- Conference: Big 12
- Record: 4–13 (4–12 Big 12)
- Head coach: Scott Drew (3rd season);
- Home arena: Ferrell Center

= 2005–06 Baylor Bears basketball team =

American college basketball season

The 2005–06 Baylor Bears men's basketball team represented the Baylor University in the 2005–06 NCAA Division I men's basketball season. The team's head coach was Scott Drew, who served in his third year. The team played its home games at the Ferrell Center in Waco, Texas as members of the Big 12 Conference.

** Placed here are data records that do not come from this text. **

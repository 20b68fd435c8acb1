// SPDX-License-Identifier: Apache-2.0 OR MIT
use scrivet_engine::{RenderError, Value, ValueFormatter};

/// Formats numbers with decimal patterns in the `#,##0.00%` family.
///
/// Pattern language: `0` forces a digit, `#` allows one, `,` in the integer
/// part turns on thousands grouping, `.` starts the fraction part, and a
/// trailing `%` scales by one hundred and appends the sign. Values may be
/// integers, floats, or strings that parse as a number.
pub struct NumberFormatter;

impl ValueFormatter for NumberFormatter {
    fn supports(&self, pattern: &str) -> bool {
        DecimalPattern::parse(pattern).is_some()
    }

    fn format(&self, value: &Value, pattern: &str) -> Result<String, RenderError> {
        let spec = DecimalPattern::parse(pattern).ok_or_else(|| {
            RenderError::UnsupportedFormat {
                pattern: pattern.to_string(),
            }
        })?;
        Ok(spec.apply(coerce_number(value)?))
    }
}

struct DecimalPattern {
    grouped: bool,
    min_integer_digits: usize,
    min_fraction_digits: usize,
    max_fraction_digits: usize,
    percent: bool,
}

impl DecimalPattern {
    fn parse(pattern: &str) -> Option<Self> {
        let mut rest = pattern;
        let percent = rest.ends_with('%');
        if percent {
            rest = &rest[..rest.len() - 1];
        }
        if rest.is_empty()
            || !rest.chars().all(|c| matches!(c, '#' | '0' | ',' | '.'))
            || !rest.chars().any(|c| matches!(c, '#' | '0'))
        {
            return None;
        }

        let (int_part, frac_part) = match rest.split_once('.') {
            Some((int_part, frac_part)) => (int_part, Some(frac_part)),
            None => (rest, None),
        };
        if let Some(frac) = frac_part {
            if frac.contains('.') || frac.contains(',') {
                return None;
            }
        }

        let min_fraction_digits = frac_part
            .map(|f| f.chars().filter(|c| *c == '0').count())
            .unwrap_or(0);
        let max_fraction_digits = frac_part.map(str::len).unwrap_or(0);
        if min_fraction_digits > max_fraction_digits {
            return None;
        }

        Some(Self {
            grouped: int_part.contains(','),
            min_integer_digits: int_part.chars().filter(|c| *c == '0').count().max(1),
            min_fraction_digits,
            max_fraction_digits,
            percent,
        })
    }

    fn apply(&self, value: f64) -> String {
        let scaled = if self.percent { value * 100.0 } else { value };
        let negative = scaled.is_sign_negative() && scaled != 0.0;
        let rounded = format!("{:.*}", self.max_fraction_digits, scaled.abs());

        let (integer, fraction) = match rounded.split_once('.') {
            Some((integer, fraction)) => (integer.to_string(), fraction.to_string()),
            None => (rounded, String::new()),
        };

        let mut fraction = fraction;
        while fraction.len() > self.min_fraction_digits && fraction.ends_with('0') {
            fraction.pop();
        }

        let mut integer = integer;
        while integer.len() < self.min_integer_digits {
            integer.insert(0, '0');
        }

        let mut out = String::new();
        if negative {
            out.push('-');
        }
        if self.grouped {
            out.push_str(&group_thousands(&integer));
        } else {
            out.push_str(&integer);
        }
        if !fraction.is_empty() {
            out.push('.');
            out.push_str(&fraction);
        }
        if self.percent {
            out.push('%');
        }
        out
    }
}

fn group_thousands(digits: &str) -> String {
    let chars: Vec<char> = digits.chars().collect();
    let mut out = String::with_capacity(chars.len() + chars.len() / 3);
    for (i, c) in chars.iter().enumerate() {
        if i > 0 && (chars.len() - i) % 3 == 0 {
            out.push(',');
        }
        out.push(*c);
    }
    out
}

fn coerce_number(value: &Value) -> Result<f64, RenderError> {
    match value {
        Value::Int(n) => Ok(*n as f64),
        Value::Float(n) => Ok(*n),
        Value::String(s) => s.trim().parse().map_err(|_| {
            RenderError::type_mismatch(format!("cannot interpret {s:?} as a number"))
        }),
        other => Err(RenderError::type_mismatch(format!(
            "number patterns apply to numeric values, got {other:?}"
        ))),
    }
}
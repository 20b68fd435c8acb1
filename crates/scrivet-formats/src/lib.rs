#![forbid(unsafe_code)]
// SPDX-License-Identifier: Apache-2.0 OR MIT
//! Stock collaborators for the `scrivet-engine` template engine.
//!
//! The engine delegates everything typed — date and number formatting,
//! `$include` resolution, `$call` macros — to traits on
//! [`scrivet_engine::RenderOptions`]. This crate supplies the default
//! implementations: a [`DateFormatter`] (strftime patterns, configurable
//! zone), a [`NumberFormatter`] (`#,##0.00%` decimal patterns), a
//! filesystem [`DirLoader`], and the template-backed [`SourceMacro`].
//!
//! ```
//! use chrono::{Offset, Utc};
//! use scrivet_formats::standard_options;
//! use scrivet_engine::Template;
//! use serde_json::json;
//!
//! let opts = standard_options(Utc.fix());
//! let template = Template::parse("${when|%Y-%m-%d}: ${share|0.0%}")?;
//! let out = template.render_with(&json!({"when": "2024-03-01T12:00:00Z", "share": 0.125}), &opts)?;
//! assert_eq!(out, "2024-03-01: 12.5%");
//! # Ok::<(), Box<dyn std::error::Error>>(())
//! ```

mod date;
mod include;
mod macros;
mod number;

pub use date::DateFormatter;
pub use include::DirLoader;
pub use macros::SourceMacro;
pub use number::NumberFormatter;

use chrono::FixedOffset;
use scrivet_engine::{RenderOptions, RenderOptionsBuilder};

/// Installs the default formatter list — dates first, then numbers — into an
/// existing builder.
pub fn install_standard_formatters(builder: &mut RenderOptionsBuilder, zone: FixedOffset) {
    builder
        .register_formatter(DateFormatter::with_zone(zone))
        .register_formatter(NumberFormatter);
}

/// Render options carrying the default formatter list for the given zone.
pub fn standard_options(zone: FixedOffset) -> RenderOptions {
    let mut builder = RenderOptions::builder();
    install_standard_formatters(&mut builder, zone);
    builder.build()
}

Baylor did not play its season opener until January 2006. The unusually late date for a Division I program's season opener came because the NCAA restricted them to conference games only due to the Baylor University basketball scandal.

==Schedule and results==

| Regular season |

| Date time, TV | Rank^{#} | Opponent^{#} | Result | Record | Site (attendance) city, state |
Regular season
| 1/11/2006 7:00 pm |  | Texas Tech | L 61–79 | 0–1 (0-1) | United Spirit Arena (7,859) Lubbock, TX |
| 1/14/2006 3:00 pm |  | Oklahoma State | L 48–66 | 0–2 (0-2) | Ferrell Center (8,847) Waco, TX |
| 1/18/2006 7:37 pm |  | Colorado | L 48–81 | 0–3 (0-3) | Coors Events Center (3,440) Boulder, CO |
| 1/21/2006 3:00 pm |  | Texas | L 47–66 | 0–4 (0-4) | Ferrell Center (8,256) Waco, TX |
| 1/25/2006 7:08 pm |  | Oklahoma | L 52–82 | 0–5 (0-5) | Ferrell Center (5,217) Waco, TX |
| 1/28/2006 5:00 pm |  | Texas A&M | L 70–72 | 0–6 (0-6) | Reed Arena (11,501) College Station, TX |
| 2/1/2006 7:00 pm |  | Kansas State | W 72–70 | 1–6 (1-6) | Ferrell Center (4,788) Waco, TX |
| 2/4/2006 8:06 pm |  | Nebraska | L 45–60 | 1–7 (1-7) | Devaney Center (10,360) Lincoln, NE |
| 2/7/2006 7:07 pm |  | Missouri | W 90–64 | 2–7 (2-7) | Ferrell Center (4,895) Waco, TX |
| 2/11/2006 12:45 pm |  | Oklahoma | L 52–80 | 2–8 (2-8) | Lloyd Noble Center (11,931) Norman, OK |
| 2/14/2006 7:00 pm |  | Texas | L 63–90 | 2–9 (2-9) | Erwin Center (6,301) Austin, TX |
| 2/18/2006 12:47 pm |  | Texas A&M | L 60–64 | 2–10 (2-10) | Ferrell Center (7,254) Waco, TX |
| 2/21/2006 7:00 pm |  | Kansas | L 61–76 | 2–11 (2-11) | Allen Fieldhouse (16,300) Lawrence, KS |
| 2/25/2006 12:45 pm |  | Iowa State | W 91–73 | 3–11 (3-11) | Ferrell Center (5,782) Waco, TX |
| 3/1/2006 7:00 pm |  | Texas Tech | W 77–66 | 4–11 (4-11) | Ferrell Center (5,818) Waco, TX |
| 3/4/2006 6:08 pm |  | Oklahoma State | L 76–79 | 4–12 (4-12) | Gallagher-Iba Arena (11,930) Stillwater, OK |
Big 12 tournament
| 3/9/2006 2:20 pm | (12) | vs. (5) Colorado First round | L 61–65 | 4–13 | American Airlines Center (17,799) Dallas, TX |
*Non-conference game. ^{#}Rankings from AP Poll. (#) Tournament seedings in parentheses. All times are in Central Time.